FannyBrice November 6, 2018, 10:43 am
I have many late relatives who send me signs frequently, including dreams, which are bittersweet. One of my favorite stories though:
My maternal grandfather – who adored & favored me – died when I was a teenager, and since he was the first person I knew who had died I took it very hard. When I was kid, he used walk ahead of me and check the coin returns of pay phones for quarters (lord, am I dating myself!!) – but he never found any. So I’d check the same the coin returns and, lo and behold, there’d be a quarter! It took me yeeaaars to figure out he was actually sneaking the coins in for me to find. I kept the habit of checking coin returns well after he died – really, until all the pay phones disappeared. Never found any quarters
About 3 or 4 years after he died, I was in college and very stressed out about something, to the point where I was holding back tears in an administrative building on campus. I walked past a pay phone, and automatically checked the coin return out of habit — and found 4 quarters. I really did start crying then, but it was because I felt so much better. Grandpa was watching me and telling me everything was going to be OK.
K November 6, 2018, 12:25 pm
My grandmother passed away in 2011. About a month after her passing, we went down to her hometown in North Carolina where they were going to have a memorial service for her. My mom, uncle and I were staying in my great-grandmother’s trailer, which had long since been vacated, but served as a place for visiting relatives to stay. We had lots of good memories there over the years. As we were going to sleep the night of the memorial, one of the window shades suddenly snapped up. We had never experienced that in all our years staying there. It really startled us. We pulled it back down, and it snapped up again a minute later. Pulled it down yet again, and it snapped up for a 3rd time. By this point we were all laughing. We knew it was my grandmother, letting us know she was there with us, and having a little fun.
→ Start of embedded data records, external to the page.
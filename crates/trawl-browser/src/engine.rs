use crate::actions::{extract_domain, SessionDriver};
use crate::error::{BrowserError, Result};
use crate::fingerprint::{FingerprintConfig, ANTI_DETECT_SCRIPT};
use crate::intercept::Interceptor;
use chromiumoxide::browser::{Browser, BrowserConfig as CdpConfig};
use chromiumoxide::cdp::browser_protocol::page::AddScriptToEvaluateOnNewDocumentParams;
use chromiumoxide::Page;
use futures_util::stream::StreamExt;
use std::sync::atomic::AtomicU64;
use std::sync::Arc;
use std::time::Duration;
use tokio::sync::Mutex;
use tokio::task::JoinHandle;
use tracing::{debug, info, warn};
use trawl_core::{BrowserConfig, ResponsePacket};

/// Poll interval while waiting for a selector.
const SELECTOR_POLL: Duration = Duration::from_millis(250);

const SCROLL_TO_BOTTOM: &str = "window.scrollTo(0, document.body.scrollHeight)";

/// Browser automation engine
///
/// Owns one Chromium process and a single tab. All [`SessionDriver`]
/// operations act on that tab.
pub struct BrowserEngine {
    browser: Mutex<Option<Browser>>,
    handler_task: Mutex<Option<JoinHandle<()>>>,
    page: Page,
    fingerprint: FingerprintConfig,
    navigation_timeout: Duration,
    interceptor: Mutex<Option<Interceptor>>,
    sequence: Arc<AtomicU64>,
}

impl BrowserEngine {
    /// Launch a browser with default configuration
    pub async fn new() -> Result<Self> {
        Self::launch(&BrowserConfig::default()).await
    }

    /// Launch a browser with the given configuration
    pub async fn launch(config: &BrowserConfig) -> Result<Self> {
        let fingerprint = FingerprintConfig::from_config(config);

        let mut builder = CdpConfig::builder()
            .no_sandbox()
            .window_size(fingerprint.viewport_width, fingerprint.viewport_height)
            .arg(format!("--user-agent={}", fingerprint.user_agent));

        if !config.headless {
            builder = builder.with_head();
        }
        if let Some(path) = &config.chrome_path {
            builder = builder.chrome_executable(path);
        }
        for arg in &config.extra_args {
            builder = builder.arg(arg.clone());
        }

        let cdp_config = builder.build().map_err(BrowserError::ChromiumError)?;

        let (browser, mut handler) = Browser::launch(cdp_config)
            .await
            .map_err(|e| BrowserError::ChromiumError(e.to_string()))?;

        // Spawn browser handler
        let handler_task = tokio::spawn(async move {
            while let Some(event) = handler.next().await {
                if let Err(e) = event {
                    debug!(error = %e, "browser handler event error");
                }
            }
        });

        let page = match browser.new_page("about:blank").await {
            Ok(page) => page,
            Err(e) => {
                handler_task.abort();
                return Err(BrowserError::ChromiumError(e.to_string()));
            }
        };

        if config.anti_detect {
            page.execute(AddScriptToEvaluateOnNewDocumentParams::new(ANTI_DETECT_SCRIPT))
                .await
                .map_err(|e| BrowserError::ChromiumError(format!("install init script: {e}")))?;
        }

        info!(
            headless = config.headless,
            width = fingerprint.viewport_width,
            height = fingerprint.viewport_height,
            "browser session started"
        );

        Ok(Self {
            browser: Mutex::new(Some(browser)),
            handler_task: Mutex::new(Some(handler_task)),
            page,
            fingerprint,
            navigation_timeout: Duration::from_secs(config.navigation_timeout_secs),
            interceptor: Mutex::new(None),
            sequence: Arc::new(AtomicU64::new(0)),
        })
    }

    /// Fingerprint this session presents
    pub fn fingerprint(&self) -> &FingerprintConfig {
        &self.fingerprint
    }

    async fn ensure_open(&self) -> Result<()> {
        if self.browser.lock().await.is_none() {
            return Err(BrowserError::Closed);
        }
        Ok(())
    }
}

#[async_trait::async_trait]
impl SessionDriver for BrowserEngine {
    async fn navigate(&self, url: &str) -> Result<()> {
        self.ensure_open().await?;
        let domain = extract_domain(url)?;
        debug!(domain = %domain, url = %url, "navigating");

        match tokio::time::timeout(self.navigation_timeout, self.page.goto(url)).await {
            Ok(Ok(_)) => Ok(()),
            Ok(Err(e)) => Err(BrowserError::NavigationError(format!("{url}: {e}"))),
            Err(_) => Err(BrowserError::Timeout(format!(
                "navigation to {domain} exceeded {}s",
                self.navigation_timeout.as_secs()
            ))),
        }
    }

    async fn current_body(&self) -> Result<String> {
        self.ensure_open().await?;
        self.page
            .content()
            .await
            .map_err(|e| BrowserError::ChromiumError(e.to_string()))
    }

    async fn scroll_to_bottom(&self) -> Result<()> {
        self.ensure_open().await?;
        self.page
            .evaluate(SCROLL_TO_BOTTOM)
            .await
            .map_err(|e| BrowserError::ChromiumError(format!("scroll: {e}")))?;
        Ok(())
    }

    async fn wait_for_selector(&self, selector: &str, timeout: Duration) -> Result<bool> {
        self.ensure_open().await?;
        let deadline = tokio::time::Instant::now() + timeout;

        loop {
            if self.page.find_element(selector).await.is_ok() {
                return Ok(true);
            }
            if tokio::time::Instant::now() >= deadline {
                debug!(selector, "selector did not appear in time");
                return Ok(false);
            }
            tokio::time::sleep(SELECTOR_POLL).await;
        }
    }

    async fn intercept_begin(&self, pattern: &str) -> Result<()> {
        self.ensure_open().await?;
        let mut slot = self.interceptor.lock().await;

        if let Some(previous) = slot.take() {
            debug!(previous = previous.pattern(), pattern, "replacing running capture");
        }

        *slot = Some(Interceptor::start(&self.page, pattern, Arc::clone(&self.sequence)).await?);
        debug!(pattern, "network capture armed");
        Ok(())
    }

    async fn intercept_await(&self, timeout: Duration) -> Result<Vec<ResponsePacket>> {
        let mut slot = self.interceptor.lock().await;
        match slot.as_mut() {
            Some(interceptor) => interceptor.next_batch(timeout).await,
            None => Ok(Vec::new()),
        }
    }

    async fn intercept_stop(&self) -> Result<()> {
        if self.interceptor.lock().await.take().is_some() {
            debug!("network capture stopped");
        }
        Ok(())
    }

    async fn close(&self) -> Result<()> {
        self.interceptor.lock().await.take();

        let Some(mut browser) = self.browser.lock().await.take() else {
            return Ok(());
        };

        if let Err(e) = browser.close().await {
            warn!(error = %e, "browser close command failed");
        }
        if let Err(e) = browser.wait().await {
            warn!(error = %e, "waiting for browser exit failed");
        }
        if let Some(task) = self.handler_task.lock().await.take() {
            task.abort();
        }

        info!("browser session closed");
        Ok(())
    }
}
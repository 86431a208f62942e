//! Code table loading from JSON files.
//!
//! This module reads the site's option tables from a `code-tables/` directory.
//! Recognized files:
//!
//! - `conditions.json`: experience, degree, salary, scale, stage and job type
//! - `city_code_map.json` (flat) or `city.json` (vendor tree, two levels)
//! - `business_code_map.json` (flat) or `business_district.json` (vendor tree)

use crate::{
    definition::{parse_conditions, CodeTable},
    error::{CodeError, Result},
};
use serde_json::Value;
use std::path::{Path, PathBuf};
use tracing::{debug, info, warn};
use trawl_core::FilterField;

/// Conditions document file name.
pub const CONDITIONS_FILE: &str = "conditions.json";
/// Flat city map file name.
pub const CITY_MAP_FILE: &str = "city_code_map.json";
/// Vendor city tree file name.
pub const CITY_TREE_FILE: &str = "city.json";
/// Flat business district map file name.
pub const DISTRICT_MAP_FILE: &str = "business_code_map.json";
/// Vendor business district tree file name.
pub const DISTRICT_TREE_FILE: &str = "business_district.json";

/// Levels of the city tree that hold selectable cities.
const CITY_TREE_DEPTH: usize = 2;
/// Levels of the business district tree that hold selectable districts.
const DISTRICT_TREE_DEPTH: usize = 5;

/// Loader for code tables from JSON files.
#[derive(Debug)]
pub struct CodeLoader {
    /// Directory containing the table files
    tables_dir: PathBuf,
}

impl CodeLoader {
    /// Create a new loader with the given tables directory.
    ///
    /// # Errors
    /// Returns error if the directory doesn't exist.
    pub fn new(tables_dir: impl Into<PathBuf>) -> Result<Self> {
        let tables_dir = tables_dir.into();

        if !tables_dir.is_dir() {
            return Err(CodeError::DirectoryNotFound {
                path: tables_dir.display().to_string(),
            });
        }

        Ok(Self { tables_dir })
    }

    /// Create a loader using the default tables directory.
    ///
    /// Looks for `code-tables/` relative to the workspace root.
    ///
    /// # Errors
    /// Returns error if the default directory doesn't exist.
    pub fn with_default_dir() -> Result<Self> {
        let mut current_dir = std::env::current_dir()?;

        loop {
            let cargo_toml = current_dir.join("Cargo.toml");
            if let Ok(contents) = std::fs::read_to_string(&cargo_toml) {
                if contents.contains("[workspace]") {
                    return Self::new(current_dir.join("code-tables"));
                }
            }

            if let Some(parent) = current_dir.parent() {
                current_dir = parent.to_path_buf();
            } else {
                break;
            }
        }

        Self::new(PathBuf::from("code-tables"))
    }

    /// Directory this loader reads from.
    #[must_use]
    pub fn tables_dir(&self) -> &Path {
        &self.tables_dir
    }

    /// Load every recognized table in the directory.
    ///
    /// Missing files are skipped; unreadable or malformed files are logged as
    /// warnings and skipped.
    ///
    /// # Errors
    /// Returns error only if the directory itself cannot be accessed.
    pub fn load_all(&self) -> Result<Vec<CodeTable>> {
        if !self.tables_dir.is_dir() {
            return Err(CodeError::DirectoryNotFound {
                path: self.tables_dir.display().to_string(),
            });
        }

        let mut tables = Vec::new();

        if let Some(conditions) = self.try_load(CONDITIONS_FILE, |doc| parse_conditions(doc)) {
            tables.extend(conditions);
        }

        let city = self
            .try_load(CITY_MAP_FILE, |doc| {
                CodeTable::from_flat_map(FilterField::City, doc)
            })
            .or_else(|| {
                self.try_load(CITY_TREE_FILE, |doc| {
                    let nodes = doc
                        .pointer("/zpData/cityList")
                        .unwrap_or(&Value::Null);
                    CodeTable::from_hierarchy(FilterField::City, nodes, CITY_TREE_DEPTH)
                })
            });
        tables.extend(city);

        let district = self
            .try_load(DISTRICT_MAP_FILE, |doc| {
                CodeTable::from_flat_map(FilterField::District, doc)
            })
            .or_else(|| {
                self.try_load(DISTRICT_TREE_FILE, |doc| {
                    let root = doc
                        .pointer("/zpData/businessDistrict")
                        .cloned()
                        .unwrap_or(Value::Null);
                    CodeTable::from_hierarchy(
                        FilterField::District,
                        &Value::Array(vec![root]),
                        DISTRICT_TREE_DEPTH,
                    )
                })
            });
        tables.extend(district);

        info!(
            count = tables.len(),
            dir = %self.tables_dir.display(),
            "loaded code tables"
        );

        Ok(tables)
    }

    /// Parse one file, logging and swallowing any failure.
    fn try_load<T>(&self, file_name: &str, parse: impl FnOnce(&Value) -> Result<T>) -> Option<T> {
        let path = self.tables_dir.join(file_name);
        if !path.exists() {
            debug!(path = %path.display(), "code table file absent");
            return None;
        }

        match Self::load_from_path(&path).and_then(|doc| parse(&doc)) {
            Ok(parsed) => Some(parsed),
            Err(e) => {
                warn!(
                    path = %path.display(),
                    error = %e,
                    "failed to load code table"
                );
                None
            }
        }
    }

    /// Load and parse a JSON document from a path.
    pub fn load_from_path(path: &Path) -> Result<Value> {
        let contents = std::fs::read_to_string(path).map_err(|e| CodeError::LoadError {
            path: path.display().to_string(),
            source: Box::new(e),
        })?;

        serde_json::from_str(&contents).map_err(|e| CodeError::ParseError {
            path: path.display().to_string(),
            source: e,
        })
    }
}
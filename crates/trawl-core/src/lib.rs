//! Trawl Core - Foundation crate for the Trawl job collector.
//!
//! This crate provides shared types, error handling, configuration management,
//! and the query-encoding seam that all other Trawl crates depend on.
//!
//! # Modules
//!
//! - [`error`] - Central error types using thiserror
//! - [`config`] - TOML-based configuration with XDG paths
//! - [`types`] - Search request model and captured-response types
//! - [`encoder`] - Filter value to site code translation trait
//!
//! # Example
//!
//! ```rust
//! use trawl_core::{AppConfig, FilterField, SearchQuery};
//!
//! # fn main() -> Result<(), Box<dyn std::error::Error>> {
//! let config = AppConfig::default();
//! let query = SearchQuery::keywords("Rust")
//!     .with_city("上海")
//!     .with_filter(FilterField::Degree, "本科")
//!     .with_page_size(config.limits.page_size);
//! query.validate()?;
//! # Ok(())
//! # }
//! ```

#![warn(missing_docs)]
#![warn(clippy::all)]
#![warn(clippy::pedantic)]
#![allow(clippy::module_name_repetitions)]
#![allow(clippy::missing_errors_doc)]
#![allow(clippy::missing_panics_doc)]

pub mod config;
pub mod encoder;
pub mod error;
pub mod types;

// Re-export commonly used types
pub use config::{
    AppConfig, BrowserConfig, DelayRange, LimitConfig, OutputConfig, PacingConfig, PayloadLayout,
    SiteConfig, TimeoutConfig,
};
pub use encoder::{NoCodes, QueryEncoder};
pub use error::{ConfigError, ConfigResult, Result, TrawlError};
pub use types::{
    FilterField, PaginationMode, Payload, ResponsePacket, ScrollMode, SearchQuery, MAX_PAGE_SIZE,
    MIN_PAGE_SIZE,
};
Copa November 6, 2018, 12:25 pm
I haven’t lost anyone close to me in 10+ years, but I do believe in the other side, whatever that may be, and signs, and have liked reading all of these stories about signs. An ex boyfriend of mine lost him mom about six months before we started dating, and one of her sisters had asked her to send them a sign once she passed to let them know she was okay. After her funeral, everyone exited the services to a double rainbow. My ex and his family think that was there sign. I do, too.
I’m going to be a wreck when it’s my dog’s time to go. He’s my baby, he’s my buddy. He’s the absolute sweetest soul.
Heatherly November 6, 2018, 9:16 pm
I sent this article to a friend recently who’s brother passed away & I hope it’s helpful to anyone else:
https://medium.com/@ORachaelO/grief-is-an-island-send-a-smoke-signal-2ad55c8e4b6f
Carol November 7, 2018, 8:56 am
I am so sorry about Simone’s death. Yes, I still grieve about my cat, Allen. I miss him so much. I feel him around me always. He has been dead for over a year. I don’t cry because I don’t let myself, but if I dwelt on it I could easily cry.
I have had dream visitations for 2 people. The first was my best friend who was murdered. He visited me in 3 dreams. The third dream he was walking away from me and didn’t show his face. I kept calling his name. He turned around, looked at me and waved. Then he walked off.
My father appeared to me in a dream after he died. I was worried about my mother and dreamed of problems with her house. My dad appeared on the 3rd floor when I went up there in the dream. He opened his arms and I walked into them to hug him. He put his arms around me and the dream faded.
I believe that grief never goes away. It simply becomes a part of who you are. It is an added layer of you. I now live with daily grief about several people and pets, but it is who I am, now. I am still happy and upbeat, but after real grief entered my life, I had to incorporate it into who I am.